On the left-hand side of vapour-permeable structural panel 10 there is a vapour membrane 32 attached to a panel 34 (e.g. a honeycomb panel 34). The vapour membrane may be a thin perforated sheet. Alternatively, the vapour membrane 32 may be in the form of a reinforcing layer which comprises a woven structure of interlacing fibres. The interlacing fibres of the woven structure may be substantially perpendicularly oriented forming a mesh-like structure. Typically, the apertures in the at least one reinforcing layer are formed in a substantially regular pattern, and may be in rows and columns between interlacing fibres of a woven structure. Alternatively, the vapour membrane 32 is in the form of a perforated polymeric material.

The panel 34 may be a cellular structure comprising a structural network with a plurality of interconnecting cell walls or edges. The interconnecting cell walls or edges may be welded or adhered together with, for example, a resin, glue or adhesive film. In use, vapour is capable of permeating substantially horizontally and/or vertically through the panel 34. This allows condensation/vapour to dissipate away.

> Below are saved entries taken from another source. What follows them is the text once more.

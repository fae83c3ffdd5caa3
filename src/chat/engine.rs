use log::{debug, info};
use thiserror::Error;

use super::message::{ChatMessage, Contact, OptionValue, Reply, Sender};
use super::rules;
use crate::notify::{self, Notice};

const SECURITY_CODE: &str = "1234";

#[derive(Debug, Error, PartialEq, Eq)]
pub enum SecurityError {
    #[error("security code rejected")]
    InvalidCode,
    #[error("no transfer is awaiting confirmation")]
    NotConfirming,
}

impl SecurityError {
    /// Toast for the user. A stray submit with no transfer pending shows nothing.
    pub fn notice(&self) -> Option<Notice> {
        match self {
            SecurityError::InvalidCode => Some(notify::INVALID_SECURITY_CODE),
            SecurityError::NotConfirming => None,
        }
    }
}

#[derive(Debug, Clone, PartialEq, Eq)]
pub enum DialogState {
    Idle,
    Confirming(Contact),
}

/// A bot reply waiting out the typing delay. Only the session that
/// produced it, in the same open period, will accept it back.
#[derive(Debug, Clone, PartialEq, Eq)]
#[must_use]
pub struct PendingReply {
    epoch: u64,
    reply: Reply,
}

#[derive(Debug, PartialEq, Eq)]
pub enum Selection {
    /// The security overlay should be shown.
    Confirming,
    Reply(PendingReply),
    Ignored,
}

/// Conversation state owned by one assistant panel.
#[derive(Debug)]
pub struct ChatSession {
    log: Vec<ChatMessage>,
    next_id: u64,
    state: DialogState,
    open: bool,
    epoch: u64,
    contacts: Vec<Contact>,
}

impl Default for ChatSession {
    fn default() -> Self {
        Self::new(super::message::favorite_contacts())
    }
}

impl ChatSession {
    pub fn new(contacts: Vec<Contact>) -> Self {
        Self {
            log: Vec::new(),
            next_id: 1,
            state: DialogState::Idle,
            open: false,
            epoch: 0,
            contacts,
        }
    }

    pub fn messages(&self) -> &[ChatMessage] {
        &self.log
    }

    pub fn state(&self) -> &DialogState {
        &self.state
    }

    pub fn is_confirming(&self) -> bool {
        matches!(self.state, DialogState::Confirming(_))
    }

    /// Opens the panel, seeding the welcome menu when the log is empty.
    /// Returns whether a message was added.
    pub fn open(&mut self) -> bool {
        if self.open {
            return false;
        }
        self.open = true;
        if self.log.is_empty() {
            self.push(Sender::Bot, rules::welcome());
            return true;
        }
        false
    }

    /// Closes the panel. Replies still in flight are dropped and any
    /// pending confirmation is abandoned.
    pub fn close(&mut self) {
        if !self.open {
            return;
        }
        self.open = false;
        self.epoch += 1;
        if self.is_confirming() {
            info!("transfer confirmation abandoned on close");
        }
        self.state = DialogState::Idle;
    }

    /// Appends the user's text and returns the reply to deliver later.
    /// Blank input is never submitted.
    pub fn submit_text(&mut self, text: &str) -> Option<PendingReply> {
        if !self.open || self.is_confirming() || text.trim().is_empty() {
            return None;
        }
        self.push(Sender::User, Reply::plain(text));
        let reply = rules::respond(text, &self.contacts);
        debug!("queued {:?} reply", rules::classify(text));
        Some(PendingReply { epoch: self.epoch, reply })
    }

    /// Appends a delayed reply unless the panel was closed since it was queued.
    pub fn deliver(&mut self, pending: PendingReply) -> Option<&ChatMessage> {
        if !self.open || pending.epoch != self.epoch {
            debug!("dropping stale reply");
            return None;
        }
        Some(self.push(Sender::Bot, pending.reply))
    }

    pub fn select_option(&mut self, value: &OptionValue) -> Selection {
        if !self.open || self.is_confirming() {
            return Selection::Ignored;
        }
        match value {
            OptionValue::TransferTo(id) => match self.contacts.iter().find(|c| c.id == *id) {
                Some(contact) => {
                    info!("transfer to contact {} awaiting security code", contact.id);
                    self.state = DialogState::Confirming(contact.clone());
                    Selection::Confirming
                }
                None => Selection::Ignored,
            },
            OptionValue::Keyword(keyword) => match self.submit_text(keyword) {
                Some(pending) => Selection::Reply(pending),
                None => Selection::Ignored,
            },
        }
    }

    /// Checks the code for the pending transfer. A wrong code leaves the
    /// confirmation open for another attempt. On success returns the
    /// confirmation message together with the toast to show.
    pub fn submit_code(&mut self, code: &str) -> Result<(&ChatMessage, Notice), SecurityError> {
        let DialogState::Confirming(contact) = &self.state else {
            return Err(SecurityError::NotConfirming);
        };
        if code != SECURITY_CODE {
            return Err(SecurityError::InvalidCode);
        }
        info!("transfer to contact {} confirmed", contact.id);
        self.state = DialogState::Idle;
        let done = self.push(Sender::Bot, Reply::plain(rules::TRANSFER_DONE_TEXT));
        Ok((done, notify::TRANSFER_SUCCESS))
    }

    pub fn cancel_confirmation(&mut self) {
        if self.is_confirming() {
            info!("transfer confirmation cancelled");
            self.state = DialogState::Idle;
        }
    }

    fn push(&mut self, sender: Sender, reply: Reply) -> &ChatMessage {
        let id = self.next_id;
        self.next_id += 1;
        self.log.push(ChatMessage { id, text: reply.text, sender, kind: reply.kind });
        &self.log[self.log.len() - 1]
    }
}

#[cfg(test)]
mod tests {
    use super::*;
    use crate::chat::rules::{BALANCE_TEXT, FALLBACK_TEXT, TRANSFER_DONE_TEXT, WELCOME_TEXT};
    use crate::notify::Severity;

    fn opened() -> ChatSession {
        let mut session = ChatSession::default();
        session.open();
        session
    }

    fn reply_to(session: &mut ChatSession, text: &str) -> ChatMessage {
        let pending = session.submit_text(text).expect("text should be accepted");
        session.deliver(pending).expect("reply should be delivered").clone()
    }

    fn start_transfer(session: &mut ChatSession) {
        let Selection::Reply(pending) = session.select_option(&OptionValue::Keyword("transfer".into()))
        else {
            panic!("keyword option should queue a reply");
        };
        session.deliver(pending);
        assert_eq!(session.select_option(&OptionValue::TransferTo(1)), Selection::Confirming);
    }

    #[test]
    fn opening_seeds_welcome_menu_once() {
        let mut session = ChatSession::default();
        assert!(session.open());
        assert_eq!(session.messages().len(), 1);
        assert_eq!(session.messages()[0].text, WELCOME_TEXT);
        assert_eq!(session.messages()[0].options().len(), 3);

        reply_to(&mut session, "hi");
        session.close();
        assert!(!session.open());
        assert_eq!(session.messages().len(), 3);
        assert_eq!(session.messages().iter().filter(|m| m.text == WELCOME_TEXT).count(), 1);
    }

    #[test]
    fn each_submission_adds_exactly_one_message_then_one_reply() {
        let mut session = opened();
        let before = session.messages().len();
        let pending = session.submit_text("What's my balance?").unwrap();
        assert_eq!(session.messages().len(), before + 1);
        let last = session.messages().last().unwrap();
        assert_eq!(last.sender, Sender::User);
        assert_eq!(last.text, "What's my balance?");

        let reply = session.deliver(pending).unwrap();
        assert_eq!(reply.sender, Sender::Bot);
        assert!(reply.text.contains("Checking: $3,135.15"));
        assert!(reply.text.contains("Savings: $12,450.89"));
        assert_eq!(session.messages().len(), before + 2);
    }

    #[test]
    fn blank_input_is_never_submitted() {
        let mut session = opened();
        assert!(session.submit_text("").is_none());
        assert!(session.submit_text("   \n\t").is_none());
        assert_eq!(session.messages().len(), 1);
    }

    #[test]
    fn ids_are_unique_and_increasing() {
        let mut session = opened();
        reply_to(&mut session, "fraud");
        reply_to(&mut session, "balance");
        let ids: Vec<u64> = session.messages().iter().map(|m| m.id).collect();
        assert!(ids.windows(2).all(|w| w[0] < w[1]), "{ids:?}");
    }

    #[test]
    fn unknown_text_gets_fallback_menu() {
        let mut session = opened();
        let reply = reply_to(&mut session, "tell me a joke");
        assert_eq!(reply.text, FALLBACK_TEXT);
        assert_eq!(reply.options(), rules::main_menu().as_slice());
    }

    #[test]
    fn keyword_option_behaves_like_typed_text() {
        let mut session = opened();
        let Selection::Reply(pending) = session.select_option(&OptionValue::Keyword("balance".into()))
        else {
            panic!("expected queued reply");
        };
        assert_eq!(session.messages().last().unwrap().sender, Sender::User);
        assert_eq!(session.deliver(pending).unwrap().text, BALANCE_TEXT);
    }

    #[test]
    fn choosing_contact_opens_confirmation_without_message() {
        let mut session = opened();
        let Selection::Reply(pending) = session.select_option(&OptionValue::Keyword("transfer".into()))
        else {
            panic!("expected queued reply");
        };
        session.deliver(pending);
        let before = session.messages().len();

        assert_eq!(session.select_option(&OptionValue::TransferTo(2)), Selection::Confirming);
        assert_eq!(session.messages().len(), before);
        assert_eq!(
            session.state(),
            &DialogState::Confirming(Contact::new(2, "Jane Smith"))
        );
    }

    #[test]
    fn unknown_contact_is_ignored() {
        let mut session = opened();
        assert_eq!(session.select_option(&OptionValue::TransferTo(99)), Selection::Ignored);
        assert!(!session.is_confirming());
    }

    #[test]
    fn wrong_codes_keep_overlay_open() {
        let mut session = opened();
        start_transfer(&mut session);
        let before = session.messages().len();
        for code in ["0000", "", "12345", " 1234", "9999"] {
            assert_eq!(session.submit_code(code), Err(SecurityError::InvalidCode), "{code:?}");
            assert!(session.is_confirming());
        }
        assert_eq!(session.messages().len(), before);
    }

    #[test]
    fn transfer_scenario_completes_once() {
        let mut session = opened();
        start_transfer(&mut session);

        let rejected = session.submit_code("9999").unwrap_err();
        let failure = rejected.notice().expect("wrong code should be announced");
        assert_eq!(failure.title, "Invalid Security Code");
        assert_eq!(failure.description, "Please try again.");
        assert_eq!(failure.severity, Severity::Destructive);
        assert!(session.is_confirming());

        let (done, success) = session.submit_code("1234").unwrap();
        assert_eq!(done.text, TRANSFER_DONE_TEXT);
        assert_eq!(done.sender, Sender::Bot);
        assert_eq!(success.title, "Transfer Successful");
        assert_eq!(success.description, "Your transfer has been processed.");
        assert_eq!(success.severity, Severity::Default);
        assert!(!session.is_confirming());

        let again = session.submit_code("1234").unwrap_err();
        assert_eq!(again, SecurityError::NotConfirming);
        assert_eq!(again.notice(), None);
        assert_eq!(session.messages().iter().filter(|m| m.text == TRANSFER_DONE_TEXT).count(), 1);
    }

    #[test]
    fn cancel_discards_transfer_silently() {
        let mut session = opened();
        start_transfer(&mut session);
        let before = session.messages().len();
        session.cancel_confirmation();
        assert_eq!(session.state(), &DialogState::Idle);
        assert_eq!(session.messages().len(), before);
        assert_eq!(session.submit_code("1234"), Err(SecurityError::NotConfirming));
    }

    #[test]
    fn conversation_is_blocked_while_confirming() {
        let mut session = opened();
        start_transfer(&mut session);
        assert!(session.submit_text("balance").is_none());
        assert_eq!(
            session.select_option(&OptionValue::Keyword("fraud".into())),
            Selection::Ignored
        );
    }

    #[test]
    fn reply_is_dropped_when_panel_closes_first() {
        let mut session = opened();
        let pending = session.submit_text("fraud").unwrap();
        session.close();
        session.open();
        let before = session.messages().len();
        assert!(session.deliver(pending).is_none());
        assert_eq!(session.messages().len(), before);
    }

    #[test]
    fn closing_abandons_confirmation() {
        let mut session = opened();
        start_transfer(&mut session);
        session.close();
        session.open();
        assert!(!session.is_confirming());
    }

    #[test]
    fn closed_panel_accepts_nothing() {
        let mut session = ChatSession::default();
        assert!(session.submit_text("balance").is_none());
        assert_eq!(session.select_option(&OptionValue::TransferTo(1)), Selection::Ignored);
        assert!(session.messages().is_empty());
    }
}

The panel 34 may be formed by applying adhesive in parallel lines onto sheet aluminium alloy. The aluminium alloy is then perforated with needles, and cut and folded into layered sections so that the parallel lines of adhesive form a staggered pattern from one layer to another. The folded sections are then heated under pressure to set the adhesive, and then pulled apart to form the cellular panel member 34. Reinforcing fibreglass layers in a "wet form" may then be applied using a heated set of rollers onto at least one or both the front and back surfaces of the cellular panel member 34 forming the vapour membrane 32..

On the outer face of the panel 34 any suitable form of finish can be applied such as any of the following: traditional render; wet dash; acrylics; marble; terracotta; dry dash; tyrolean finishes; high build finishes; ceramics; timber and aluminium finished metal glass mirrors; stone; granite; and silicone based coatings.

The vapour-permeable structural panel 10 is wind and waterproof and will have a minimum life of at least 60 years. The vapour-permeable structural panel 10 can be used for quick and easy construction with the result that the frame of a standard house may be built in a single day. As no cement is used the formed frame also does not need to go through a 'drying-out' process. The building process is also relatively unaffected by bad weather. A flat outer surface is also produced which makes it relatively easy to apply outer finishes.

The vapour-permeable structural panel 10 may be used in the construction of walls in buildings and may be fixed directly onto steel, timber or polymeric frames. The vapour-permeable structural panel 10 is highly breathable and prevents or minimises the formation of dampness in a building.

Although not shown the vapour-permeable structural panel 10 also comprises grooves enabling any vapour to escape along the grooves and to exit through a drainage hole.

The insulating sections 12,18,20 have the advantageous effect of being able to surround the surface area of a metal frame cretin what is sometimes called a 'warm frame'.

The panel 10 of the present invention has an excellent U-value (i.e. coefficient of heat transmission) of at least about 0.10 w/m ² k; at least about 0.15 w/m ² k, at least about 0.20 w/m ² k or at least about 0.25 w/m ² k.

The panel 10 is also very light weight with excellent acoustic performance. The panel 10 can also be used as a structure element such as for walls, floors or ceilings. The panel 10 also has high fire resistance and also has a high impact resistance.

Whilst specific embodiments of the present invention have been described above, it will be appreciated that departures from the described embodiments may still fall within the scope of the present invention. For example, any suitable type of insulation and panel members can be used for the construction of the vapour-permeable structural panel 10. The different types of insulation and panel members can also be connected to one another using any form of mechanical and/or chemical means.